My body is marred with scars now. Some from battles. Others from myself. All bringing me brief moments of feeling. Only to fade into nothingness once more .
No one even knows. No one sees. Covered in thick clothes. Constantly wearing long sleeves and pants. The only ones to see my bare skin are those I indulge in. Those in the Shadowlands where I have a chance of blending in. Always taken in the dark. Too drunk to notice the imperfections.
The indulgences are enough to ignite my senses but not enough to satisfy me. Always having to return to my chambers and finish the job myself.
Only to become just as desolate as before.
A rarity in itself but this night will be no different. I will find someone to kill. Bring myself some relief as I provide their soul with its own release. Then I will might find a random drunken stupor to indulge in.
Finally, I see my mark. A man stalking a young female Fae. She’s pretty, innocent, and vulnerable. A perfect target for him.
Before he has a chance to make himself known to her and she suffers at his hands. I make my move.
Slicing his leg. Immobilizing him. Enjoying the hiss of pain and anger he makes at the attack. I stand directly in front of him. He begins to draw his blade but I cut off his hand before he can swing it.
“Ah! You bitch! How dare you! Do you know who I am?” He spits out through gritted teeth.
I don’t, nor do I care. But that doesn’t matter. He could be a Lord, Duke, or the King himself and it wouldn’t make a difference to me.
Smirking, “Yes, you’re a disgraceful, pathetic excuse of a man. Who was just about to assault a young woman.”
“And how could you possibly know that? I haven’t even done anything. I was minding my own business. We could have just been heading in the same direction.” His voice is shaky. Barely able to get the words out. Probably because his wrist is throbbing at where I just severed his hand .
Fool. He thinks he is clever. Thinking he is going to out maneuver me. But I saw the look in his eyes. They all have it. The look of lust, longing, and abuse.
“Don’t try to deny it. I’ve seen your kind before. You all look the same. And I relish in killing every single one of you.”
His eyes gawk open. “So it’s you. You’re the one murdering along the border villages. We thought they were random but you are targeting us.” His wrist is squirting out blood now. His pulse rising. Quick streams of blood shooting out of his veins with every heartbeat.
I peer down at him. A scowl plastered across my face. The rumors have stirred for the past few years. Rumors of a mad woman rampaging in the Shadowlands.
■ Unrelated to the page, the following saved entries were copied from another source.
//! Statistical classification of demand series.
//!
//! Combines four independent assessments (intermittency, trend,
//! seasonality, volatility) plus a data-volume gate into one
//! [`SeriesClassification`] that drives method selection.

mod intermittency;
mod seasonality;
mod trend;
mod volatility;

pub use intermittency::{
    IntermittencyClass, IntermittencyProfile, ADI_SMOOTH_MAX, CV_SQUARED_SMOOTH_MAX,
    INTERMITTENT_ZERO_RATIO,
};
pub use seasonality::{seasonal_indices, SeasonalityProfile, ACF_THRESHOLD_FLOOR, DEFAULT_CYCLE};
pub use trend::{TrendDirection, TrendProfile, TREND_P_VALUE_MAX, TREND_R_SQUARED_MIN};
pub use volatility::{VolatilityClass, VolatilityProfile, CV_LOW_MAX, CV_MEDIUM_MAX};

/// Below this many periods the pipeline short-circuits to the short-series
/// strategies.
pub const VOLUME_MINIMAL_MIN: usize = 6;

/// At least this many periods counts as adequate history.
pub const VOLUME_ADEQUATE_MIN: usize = 12;

/// At least this many periods counts as abundant history.
pub const VOLUME_ABUNDANT_MIN: usize = 24;

/// How much history a series offers.
#[derive(Debug, Clone, Copy, PartialEq, Eq, PartialOrd, Ord)]
pub enum DataVolume {
    /// Fewer than 6 periods.
    Insufficient,
    /// 6 to 11 periods.
    Minimal,
    /// 12 to 23 periods.
    Adequate,
    /// 24 periods or more.
    Abundant,
}

impl DataVolume {
    pub fn from_len(n: usize) -> Self {
        if n < VOLUME_MINIMAL_MIN {
            DataVolume::Insufficient
        } else if n < VOLUME_ADEQUATE_MIN {
            DataVolume::Minimal
        } else if n < VOLUME_ABUNDANT_MIN {
            DataVolume::Adequate
        } else {
            DataVolume::Abundant
        }
    }

    pub fn label(&self) -> &'static str {
        match self {
            DataVolume::Insufficient => "insufficient",
            DataVolume::Minimal => "minimal",
            DataVolume::Adequate => "adequate",
            DataVolume::Abundant => "abundant",
        }
    }
}

impl std::fmt::Display for DataVolume {
    fn fmt(&self, f: &mut std::fmt::Formatter<'_>) -> std::fmt::Result {
        f.write_str(self.label())
    }
}

/// Statistical characterization of one demand series.
///
/// Computed fresh per forecast request and never cached; the fields are
/// plain values so the struct can travel into reports unchanged.
#[derive(Debug, Clone, PartialEq)]
pub struct SeriesClassification {
    pub n_periods: usize,
    pub data_volume: DataVolume,
    pub intermittency: IntermittencyClass,
    /// Share of periods with zero demand.
    pub zero_ratio: f64,
    /// Average demand interval.
    pub adi: f64,
    /// Squared CV of non-zero demand sizes.
    pub cv_squared: f64,
    pub is_intermittent: bool,
    pub has_trend: bool,
    pub trend_direction: TrendDirection,
    /// R² of the trend fit.
    pub trend_strength: f64,
    /// Trend slope per period.
    pub trend_slope: f64,
    pub has_seasonality: bool,
    pub seasonal_period: Option<usize>,
    /// |autocorrelation| at the cycle lag.
    pub seasonal_strength: f64,
    /// Multiplicative indices, mean 1.0; empty without seasonality.
    pub seasonal_indices: Vec<f64>,
    pub volatility: VolatilityClass,
    /// CV of the positive observations.
    pub coefficient_of_variation: f64,
    /// Set when any ratio or CV degenerated to zero during classification.
    pub degenerate_stats: bool,
}

/// Classifies a corrected demand series.
///
/// `cycle` declares the seasonal cycle length in periods and defaults to 12
/// (months of a year). Pure function; an empty series classifies as
/// insufficient volume with every statistic degenerate to zero.
pub fn classify(values: &[f64], cycle: Option<usize>) -> SeriesClassification {
    let cycle = cycle.unwrap_or(DEFAULT_CYCLE);
    let n = values.len();

    let intermittency = intermittency::assess(values);
    let trend = trend::assess(values);
    let seasonality = seasonality::assess(values, cycle);
    let volatility = volatility::assess(values);

    SeriesClassification {
        n_periods: n,
        data_volume: DataVolume::from_len(n),
        intermittency: intermittency.class,
        zero_ratio: intermittency.zero_ratio,
        adi: intermittency.adi,
        cv_squared: intermittency.cv_squared,
        is_intermittent: intermittency.is_intermittent,
        has_trend: trend.has_trend,
        trend_direction: trend.direction,
        trend_strength: trend.strength,
        trend_slope: trend.slope,
        has_seasonality: seasonality.has_seasonality,
        seasonal_period: seasonality.period,
        seasonal_strength: seasonality.strength,
        seasonal_indices: seasonality.indices,
        volatility: volatility.class,
        coefficient_of_variation: volatility.cv,
        degenerate_stats: intermittency.degenerate || volatility.degenerate,
    }
}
Killing innocent men. No motive, just killing. But these men are far from innocent.
I click my dual blades into place at the handles. Creating my double edged sword. It’s easier to stab them through the heart that way.
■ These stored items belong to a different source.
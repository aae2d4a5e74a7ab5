//! Period observations and reporting granularities.

use crate::error::{DemandError, Result};
use chrono::NaiveDate;

/// Reporting granularity of a demand series or forecast request.
#[derive(Debug, Clone, Copy, PartialEq, Eq, Hash, Default)]
pub enum Granularity {
    /// One observation per day.
    Daily,
    /// One observation per week.
    Weekly,
    /// One observation per calendar month.
    #[default]
    Monthly,
}

impl Granularity {
    /// Nominal number of days covered by one period at this granularity.
    pub fn approx_days(&self) -> f64 {
        match self {
            Granularity::Daily => 1.0,
            Granularity::Weekly => 7.0,
            Granularity::Monthly => 30.0,
        }
    }

    /// Natural seasonal cycle length, in periods, at this granularity.
    pub fn cycle(&self) -> usize {
        match self {
            Granularity::Daily => 7,
            Granularity::Weekly => 52,
            Granularity::Monthly => 12,
        }
    }

    /// Lowercase label used in rationale strings and logs.
    pub fn label(&self) -> &'static str {
        match self {
            Granularity::Daily => "daily",
            Granularity::Weekly => "weekly",
            Granularity::Monthly => "monthly",
        }
    }
}

impl std::fmt::Display for Granularity {
    fn fmt(&self, f: &mut std::fmt::Formatter<'_>) -> std::fmt::Result {
        f.write_str(self.label())
    }
}

/// One reporting period of sales history for a product/location pair.
///
/// `days_with_stock` counts the days of the period during which the product
/// was available for sale; the gap to `days_in_period` is time lost to
/// stock-outs. Day counts are fractional to allow partial-day availability.
#[derive(Debug, Clone, Copy, PartialEq)]
pub struct PeriodObservation {
    /// Start date identifying the period.
    pub period: NaiveDate,
    /// Units sold during the period.
    pub quantity_sold: f64,
    /// Days of the period with stock available.
    pub days_with_stock: f64,
    /// Total days in the period.
    pub days_in_period: f64,
}

impl PeriodObservation {
    /// Creates a validated observation.
    ///
    /// Requires `quantity_sold >= 0`, `days_in_period > 0`,
    /// `0 <= days_with_stock <= days_in_period`, and all values finite.
    pub fn new(
        period: NaiveDate,
        quantity_sold: f64,
        days_with_stock: f64,
        days_in_period: f64,
    ) -> Result<Self> {
        let obs = Self {
            period,
            quantity_sold,
            days_with_stock,
            days_in_period,
        };
        match obs.invariant_violation() {
            Some(reason) => Err(DemandError::InvalidObservation(reason)),
            None => Ok(obs),
        }
    }

    /// Returns the violated invariant, if any. Used for batch validation
    /// where the caller prefixes the observation index.
    pub fn invariant_violation(&self) -> Option<String> {
        if !self.quantity_sold.is_finite()
            || !self.days_with_stock.is_finite()
            || !self.days_in_period.is_finite()
        {
            return Some("non-finite value".to_string());
        }
        if self.quantity_sold < 0.0 {
            return Some(format!("quantity_sold is negative ({})", self.quantity_sold));
        }
        if self.days_in_period <= 0.0 {
            return Some(format!(
                "days_in_period must be positive ({})",
                self.days_in_period
            ));
        }
        if self.days_with_stock < 0.0 {
            return Some(format!(
                "days_with_stock is negative ({})",
                self.days_with_stock
            ));
        }
        if self.days_with_stock > self.days_in_period {
            return Some(format!(
                "days_with_stock ({}) exceeds days_in_period ({})",
                self.days_with_stock, self.days_in_period
            ));
        }
        None
    }

    /// Fraction of the period with stock available, clamped to [0, 1].
    pub fn availability_ratio(&self) -> f64 {
        (self.days_with_stock / self.days_in_period).clamp(0.0, 1.0)
    }
}

/// Validates a batch of observations, reporting the first violation with
/// its index.
pub fn validate_observations(observations: &[PeriodObservation]) -> Result<()> {
    for (index, obs) in observations.iter().enumerate() {
        if let Some(reason) = obs.invariant_violation() {
            return Err(DemandError::InvalidObservation(format!(
                "index {index}: {reason}"
            )));
        }
    }
    Ok(())
}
“Yes, I’ve targeted you. And just like you, I kill without mercy.” Thankfully he is already on his knees. They all end that way after I’ve made a few quick jabs. He’s looking up at me. Anger and venom in his eyes. I stare directly into his eyes as I bring my blade down, straight into his heart. This thrust spears through his body. The tip of my blade angled out the back of his torso. My mouth twitches slightly from the exertion. But my eyes never leave his. I watch as his eyes widen in shock. Holding my breath until I see the light completely fade from his soul. Only letting it out once I retract my blade and I hear his body slump to the ground.
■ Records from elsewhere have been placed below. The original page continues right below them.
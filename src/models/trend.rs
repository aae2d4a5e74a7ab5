//! Ordinary least squares trend projection.

use crate::error::{DemandError, Result};
use crate::selection::MethodId;
use crate::stats;

use super::{DemandModel, ModelFit};

/// Straight-line fit over the whole series, extrapolated into the horizon.
///
/// The dispersion is the residual standard deviation with two degrees of
/// freedom consumed by the slope and intercept. Negative extrapolations are
/// clamped to zero, so a steep decline bottoms out instead of predicting
/// negative demand.
#[derive(Debug, Clone, Default)]
pub struct LinearTrendModel;

impl LinearTrendModel {
    pub fn new() -> Self {
        Self
    }
}

impl DemandModel for LinearTrendModel {
    fn min_observations(&self) -> usize {
        3
    }

    fn fit_and_predict(&self, series: &[f64], horizon: usize) -> Result<ModelFit> {
        let n = series.len();
        if n < self.min_observations() {
            return Err(DemandError::InsufficientData {
                needed: self.min_observations(),
                got: n,
            });
        }
        let fit = stats::linear_fit(series).ok_or_else(|| {
            DemandError::ComputationError("linear fit is undefined for this series".into())
        })?;

        let residual_sq: f64 = series
            .iter()
            .enumerate()
            .map(|(i, &y)| {
                let r = y - fit.predict(i as f64);
                r * r
            })
            .sum();
        let residual_std = (residual_sq / (n - 2) as f64).sqrt();

        let estimates: Vec<f64> = (0..horizon).map(|h| fit.predict((n + h) as f64)).collect();

        Ok(
            ModelFit::new(estimates, vec![residual_std; horizon], n)
                .with_trend_slope(fit.slope),
        )
    }

    fn method(&self) -> MethodId {
        MethodId::LinearTrend
    }
}
//! Seasonal methods built on multiplicative sub-period indices.

use crate::classify::{seasonal_indices, TREND_P_VALUE_MAX, TREND_R_SQUARED_MIN};
use crate::error::{DemandError, Result};
use crate::selection::MethodId;
use crate::stats::{self, LinearFit};

use super::{DemandModel, ModelFit};

/// Floor applied to an index before dividing by it, so a near-dead
/// sub-period cannot blow up the de-seasonalized values.
pub const MIN_SEASONAL_INDEX: f64 = 0.05;

/// How the de-seasonalized base level projects into the future.
#[derive(Debug, Clone, Copy, PartialEq, Eq, Default)]
pub enum TrendHandling {
    /// Repeat the recent de-seasonalized level.
    Level,
    /// Always extrapolate the fitted trend.
    Extrapolate,
    /// Extrapolate only when the fitted trend is statistically credible.
    #[default]
    Auto,
}

/// Full seasonal decomposition: de-seasonalize, follow the recent base
/// level (optionally with its trend), then re-apply the index of each
/// target sub-period.
///
/// Dispersion per step is the historical spread of the target sub-period;
/// a sub-period seen fewer than twice falls back to the de-seasonalized
/// residual spread scaled back by the index.
#[derive(Debug, Clone)]
pub struct SeasonalDecomposition {
    cycle: usize,
    trend: TrendHandling,
}

impl SeasonalDecomposition {
    pub fn new(cycle: usize) -> Self {
        Self {
            cycle: cycle.max(2),
            trend: TrendHandling::default(),
        }
    }

    pub fn with_trend(mut self, trend: TrendHandling) -> Self {
        self.trend = trend;
        self
    }

    /// Recent-history window the base level is estimated over.
    fn base_window(n: usize) -> usize {
        (n / 2).clamp(6, 12).min(n)
    }

    fn should_extrapolate(&self, fit: Option<&LinearFit>) -> bool {
        let Some(fit) = fit else { return false };
        match self.trend {
            TrendHandling::Level => false,
            TrendHandling::Extrapolate => true,
            TrendHandling::Auto => {
                fit.p_value < TREND_P_VALUE_MAX
                    && fit.r_squared > TREND_R_SQUARED_MIN
                    && fit.slope.abs() > 1e-12
            }
        }
    }
}

impl DemandModel for SeasonalDecomposition {
    fn min_observations(&self) -> usize {
        2 * self.cycle
    }

    fn fit_and_predict(&self, series: &[f64], horizon: usize) -> Result<ModelFit> {
        let n = series.len();
        if n < self.min_observations() {
            return Err(DemandError::InsufficientData {
                needed: self.min_observations(),
                got: n,
            });
        }
        let indices = seasonal_indices(series, self.cycle).ok_or_else(|| {
            DemandError::ComputationError("seasonal indices are undefined for a zero-mean series".into())
        })?;

        let deseasonalized: Vec<f64> = series
            .iter()
            .enumerate()
            .map(|(i, &v)| v / indices[i % self.cycle].max(MIN_SEASONAL_INDEX))
            .collect();

        let window = Self::base_window(n);
        let recent = &deseasonalized[n - window..];
        let level = stats::mean(recent);
        let fit = stats::linear_fit(recent);
        let extrapolate = self.should_extrapolate(fit.as_ref());

        // Spread of the base: trend residuals when extrapolating, plain
        // deviation from the level otherwise.
        let base_spread = if extrapolate {
            let fit = fit.as_ref().ok_or_else(|| {
                DemandError::ComputationError("trend fit missing for extrapolation".into())
            })?;
            if window >= 3 {
                let residual_sq: f64 = recent
                    .iter()
                    .enumerate()
                    .map(|(i, &v)| {
                        let r = v - fit.predict(i as f64);
                        r * r
                    })
                    .sum();
                (residual_sq / (window - 2) as f64).sqrt()
            } else {
                0.0
            }
        } else if window >= 2 {
            stats::std_dev(recent)
        } else {
            0.0
        };

        let mut estimates = Vec::with_capacity(horizon);
        let mut dispersions = Vec::with_capacity(horizon);
        let mut factors = Vec::with_capacity(horizon);
        for h in 0..horizon {
            let sub = (n + h) % self.cycle;
            let factor = indices[sub];
            let base = if extrapolate {
                match fit.as_ref() {
                    Some(fit) => fit.predict((window + h) as f64),
                    None => level,
                }
            } else {
                level
            };
            estimates.push(base * factor);
            dispersions.push(sub_period_spread(series, self.cycle, sub).unwrap_or(base_spread * factor.abs()));
            factors.push(factor);
        }

        let mut result = ModelFit::new(estimates, dispersions, n).with_seasonal_factors(factors);
        if extrapolate {
            if let Some(fit) = fit {
                result = result.with_trend_slope(fit.slope);
            }
        }
        Ok(result)
    }

    fn method(&self) -> MethodId {
        match self.trend {
            TrendHandling::Extrapolate => MethodId::SeasonalTrend,
            _ => MethodId::SeasonalDecomposition,
        }
    }
}

/// Spread of the raw values observed in one sub-period, when it was seen
/// at least twice.
fn sub_period_spread(series: &[f64], cycle: usize, sub: usize) -> Option<f64> {
    let values: Vec<f64> = series
        .iter()
        .enumerate()
        .filter(|(i, _)| i % cycle == sub)
        .map(|(_, &v)| v)
        .collect();
    if values.len() >= 2 {
        Some(stats::std_dev(&values))
    } else {
        None
    }
}

/// Lightweight seasonal method: overall de-seasonalized level times the
/// target sub-period index. Used when history is too thin for the full
/// decomposition to be trustworthy.
#[derive(Debug, Clone)]
pub struct SeasonalIndexModel {
    cycle: usize,
}

impl SeasonalIndexModel {
    pub fn new(cycle: usize) -> Self {
        Self { cycle: cycle.max(2) }
    }
}

impl DemandModel for SeasonalIndexModel {
    fn min_observations(&self) -> usize {
        2 * self.cycle
    }

    fn fit_and_predict(&self, series: &[f64], horizon: usize) -> Result<ModelFit> {
        let n = series.len();
        if n < self.min_observations() {
            return Err(DemandError::InsufficientData {
                needed: self.min_observations(),
                got: n,
            });
        }
        let indices = seasonal_indices(series, self.cycle).ok_or_else(|| {
            DemandError::ComputationError("seasonal indices are undefined for a zero-mean series".into())
        })?;

        let deseasonalized: Vec<f64> = series
            .iter()
            .enumerate()
            .map(|(i, &v)| v / indices[i % self.cycle].max(MIN_SEASONAL_INDEX))
            .collect();
        let level = stats::mean(&deseasonalized);
        let spread = stats::std_dev(&deseasonalized);

        let mut estimates = Vec::with_capacity(horizon);
        let mut dispersions = Vec::with_capacity(horizon);
        let mut factors = Vec::with_capacity(horizon);
        for h in 0..horizon {
            let factor = indices[(n + h) % self.cycle];
            estimates.push(level * factor);
            dispersions.push(spread * factor.abs());
            factors.push(factor);
        }
        Ok(ModelFit::new(estimates, dispersions, n).with_seasonal_factors(factors))
    }

    fn method(&self) -> MethodId {
        MethodId::SeasonalIndex
    }
}

#[cfg(test)]
mod tests {
    use super::*;
    use approx::assert_relative_eq;

    /// Six repeats of a flat base with a fixed quarterly pattern.
    fn flat_quarterly() -> Vec<f64> {
        let pattern = [120.0, 80.0, 100.0, 100.0];
        (0..24).map(|i| pattern[i % 4]).collect()
    }

    /// The same quarterly pattern riding on a rising base.
    fn trending_quarterly() -> Vec<f64> {
        let pattern = [1.2, 0.8, 1.0, 1.0];
        (0..24)
            .map(|i| (100.0 + 5.0 * i as f64) * pattern[i % 4])
            .collect()
    }

    #[test]
    fn flat_pattern_is_reproduced_exactly() {
        let series = flat_quarterly();
        let fit = SeasonalDecomposition::new(4)
            .fit_and_predict(&series, 4)
            .unwrap();
        assert_relative_eq!(fit.estimates[0], 120.0, epsilon = 1e-9);
        assert_relative_eq!(fit.estimates[1], 80.0, epsilon = 1e-9);
        assert_relative_eq!(fit.estimates[2], 100.0, epsilon = 1e-9);
        assert_relative_eq!(fit.estimates[3], 100.0, epsilon = 1e-9);
        // Every sub-period repeats exactly, so its spread is zero.
        for &d in &fit.dispersions {
            assert_relative_eq!(d, 0.0, epsilon = 1e-9);
        }
        let factors = fit.seasonal_factors.unwrap();
        assert_relative_eq!(factors[0], 1.2, epsilon = 1e-9);
        assert_relative_eq!(factors[1], 0.8, epsilon = 1e-9);
    }

    #[test]
    fn auto_mode_extrapolates_a_strong_base_trend() {
        let series = trending_quarterly();
        let fit = SeasonalDecomposition::new(4)
            .fit_and_predict(&series, 8)
            .unwrap();
        assert!(fit.trend_slope.is_some());
        // One full cycle apart, same sub-period: the trend keeps it rising.
        assert!(fit.estimates[4] > fit.estimates[0]);
    }

    #[test]
    fn level_mode_repeats_the_pattern_without_growth() {
        let series = trending_quarterly();
        let fit = SeasonalDecomposition::new(4)
            .with_trend(TrendHandling::Level)
            .fit_and_predict(&series, 8)
            .unwrap();
        assert!(fit.trend_slope.is_none());
        // The same sub-period one cycle later repeats the estimate.
        assert_relative_eq!(fit.estimates[4], fit.estimates[0], epsilon = 1e-9);
    }

    #[test]
    fn extrapolate_mode_projects_higher_than_level_mode() {
        let series = trending_quarterly();
        let level = SeasonalDecomposition::new(4)
            .with_trend(TrendHandling::Level)
            .fit_and_predict(&series, 4)
            .unwrap();
        let trended = SeasonalDecomposition::new(4)
            .with_trend(TrendHandling::Extrapolate)
            .fit_and_predict(&series, 4)
            .unwrap();
        assert!(trended.estimates[0] > level.estimates[0]);
    }

    #[test]
    fn needs_two_full_cycles() {
        let series = vec![10.0; 20];
        let err = SeasonalDecomposition::new(12).fit_and_predict(&series, 1);
        assert!(err.is_err());
    }

    #[test]
    fn index_model_recovers_a_flat_pattern() {
        let series = flat_quarterly();
        let fit = SeasonalIndexModel::new(4).fit_and_predict(&series, 4).unwrap();
        assert_relative_eq!(fit.estimates[0], 120.0, epsilon = 1e-9);
        assert_relative_eq!(fit.estimates[1], 80.0, epsilon = 1e-9);
        assert_relative_eq!(fit.dispersions[0], 0.0, epsilon = 1e-9);
    }

    #[test]
    fn forecast_continues_from_the_next_sub_period() {
        // 26 points: the series ends two steps into a cycle, so the first
        // forecast lands on the third sub-period.
        let pattern = [120.0, 80.0, 100.0, 100.0];
        let series: Vec<f64> = (0..26).map(|i| pattern[i % 4]).collect();
        let fit = SeasonalDecomposition::new(4)
            .fit_and_predict(&series, 2)
            .unwrap();
        assert_relative_eq!(fit.estimates[0], 100.0, epsilon = 1e-9);
        assert_relative_eq!(fit.estimates[1], 100.0, epsilon = 1e-9);
    }
}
Barely any sort of release.
* * *
I’ve just exited the bathroom. By the time I had made my way back to the castle I was exhausted. Ready for a shower to wash away the dirt and blood that is caked on me.
I stare at myself in the mirror. Looking down at my Goddess mark in the middle of my sternum. Still black and vibrant.
Still complete.
It’s hidden well. Always opting for a high collared covering. The only ones to ever know about it are my Mother and Aemond, the random Shadowling that I saw a few times in the forest years ago.
There has been a change in my magic since unveiling itself. A powerful shift. It burns inside of me. I can feel it wanting to be set free.
I get some relief when I spar with Saphrina. Still providing her with magic lessons over the years.
Her mark has changed little. It is still on her wrist, vibrant and solid. Grown since she first received it. What was once a single crescent moon. Now sit alongside a half circle. Meant to represent the full moon of our Goddess but it has yet to create a 360 rotation.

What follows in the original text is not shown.